I'd suggest that in using WW2 etc. to help you imagine hell - you still aren't imagining hell. You are understanding better what fear, pain, anxiety, loss, and hate might feel like; and any of these may also be felt by those in hell, but this is still not really "imagining hell."

That, were you to actually begin authentically imagining hell - I would suggest ... you would be so repelled by this imagining that you would immediately cease from this imagining and cry out to God.

Does this make sense?

Kevin said...

James,

I think you have confused what I wrote. I did not say we know and experience actually or at its deepest level, I wrote we maybe better equipped to grasp the warning in our fallen state than we are to ponder the goodness of God.

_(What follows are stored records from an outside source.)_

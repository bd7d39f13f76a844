//! The three steps of a run: indexing the word list, enumerating chains and
//! matching chains against the index, plus rendering the final report.

use super::error::AppError;
use super::{verbose_eprintln, verbose_println}; // Macros for conditional logging.
use crate::chain::{Chain, ChainExplorer};
use crate::graph::{NodeId, StateGraph};
use crate::wordlist::{self, AnagramIndex};
use std::collections::BTreeSet;
use std::io::Write;
use std::path::Path;

/// One chain whose codes are an anagram of at least one word.
#[derive(Clone, Debug, PartialEq, Eq)]
pub struct ChainMatch {
    pub codes: Vec<String>,
    pub words: Vec<String>,
}

/// Everything found in a run.
#[derive(Clone, Debug, Default, PartialEq, Eq)]
pub struct MatchReport {
    /// Matching chains, in enumeration order.
    pub matches: Vec<ChainMatch>,
    /// Every matched word once, sorted.
    pub all_words: BTreeSet<String>,
}

/// Loads the word list and indexes words of `word_length` letters.
///
/// # Errors
/// Returns `AppError::WordList` if the file cannot be read.
pub fn load_index(
    word_list_path: &Path,
    word_length: usize,
    quiet_mode: bool,
) -> Result<AnagramIndex, AppError> {
    verbose_println!(
        quiet_mode,
        "\n[STEP 1] Loading word list {}...",
        word_list_path.display()
    );
    let index = wordlist::load_index_from_file(word_list_path, word_length).map_err(|e| {
        verbose_eprintln!(quiet_mode, "   => {}", e);
        AppError::from(e)
    })?;
    verbose_println!(
        quiet_mode,
        "   => Indexed {} word(s) of {} letters in {} anagram class(es).",
        index.len(),
        index.word_length(),
        index.key_count()
    );
    if index.is_empty() {
        verbose_eprintln!(
            quiet_mode,
            "   => No usable {}-letter words in the word list.",
            word_length
        );
    }
    Ok(index)
}

/// Enumerates every chain of `length` states, or only those beginning at
/// `start` when one is given.
pub fn build_chains(
    graph: &StateGraph,
    start: Option<NodeId>,
    length: usize,
    quiet_mode: bool,
) -> Result<Vec<Chain>, AppError> {
    verbose_println!(
        quiet_mode,
        "[STEP 2] Enumerating chains of {} state(s)...",
        length
    );
    verbose_println!(quiet_mode, "   => Graph has {} states.", graph.len());
    let chains = match start {
        Some(start) => ChainExplorer::enumerate_from(graph, start, length)?,
        None => ChainExplorer::enumerate_paths(graph, length)?,
    };
    verbose_println!(quiet_mode, "   => Found {} chains.", chains.len());
    Ok(chains)
}

/// Looks up every chain's codes in the index and collects the matches.
///
/// Several chains can share an anagram key; each reports its own match, but
/// `all_words` holds each word once.
pub fn match_chains(
    graph: &StateGraph,
    chains: &[Chain],
    index: &AnagramIndex,
    quiet_mode: bool,
) -> Result<MatchReport, AppError> {
    verbose_println!(quiet_mode, "[STEP 3] Matching chains against word list...");
    let mut report = MatchReport::default();

    for chain in chains {
        let codes = chain.codes(graph)?;
        let words = index.lookup(&codes.concat());
        if words.is_empty() {
            continue;
        }
        report.all_words.extend(words.iter().cloned());
        report.matches.push(ChainMatch {
            codes: codes.into_iter().map(str::to_string).collect(),
            words: words.to_vec(),
        });
    }

    verbose_println!(
        quiet_mode,
        "   => {} chain(s) matched {} distinct word(s).",
        report.matches.len(),
        report.all_words.len()
    );
    Ok(report)
}

/// Writes the report: one `CODES : WORDS` line per matching chain, then the
/// list of all words or a note that none were found.
pub fn write_report(report: &MatchReport, writer: &mut dyn Write) -> std::io::Result<()> {
    for chain_match in &report.matches {
        writeln!(
            writer,
            "{} : {}",
            chain_match.codes.join(", "),
            chain_match.words.join(", ")
        )?;
    }

    if report.all_words.is_empty() {
        writeln!(writer, "No words found.")?;
    } else {
        writeln!(writer)?;
        writeln!(writer, "All words:")?;
        for word in &report.all_words {
            writeln!(writer, "    {}", word)?;
        }
    }
    Ok(())
}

It does not mean that pondering the blessings is not healthy, but you presented a situation where I read it that we need to just accept the hard things because they are beyond us while encouraging us to ponder the more difficult that really are beyond us and in Scripture often revealed by the former [God so loved the World that He sent His Son to save us from Himself -- or maybe as CS Lewis pondered a life absent of Him and full of ourselves - thinking how the Great Divorce the dragon of lust is easier to empathize with than riding the horse charging off].

So I get what you are saying with authentic reality and a shadow of that reality. I was counter that we maybe more capable of pondering a life with out God, in the horrors we experience in a post Genesis 3 world than we are the fullness of Redemption, so it didn't make sense ponder the pleasantness without the harshness.

Anonymous said...

Good post, thoughtful comments. Thanks to all who are participating.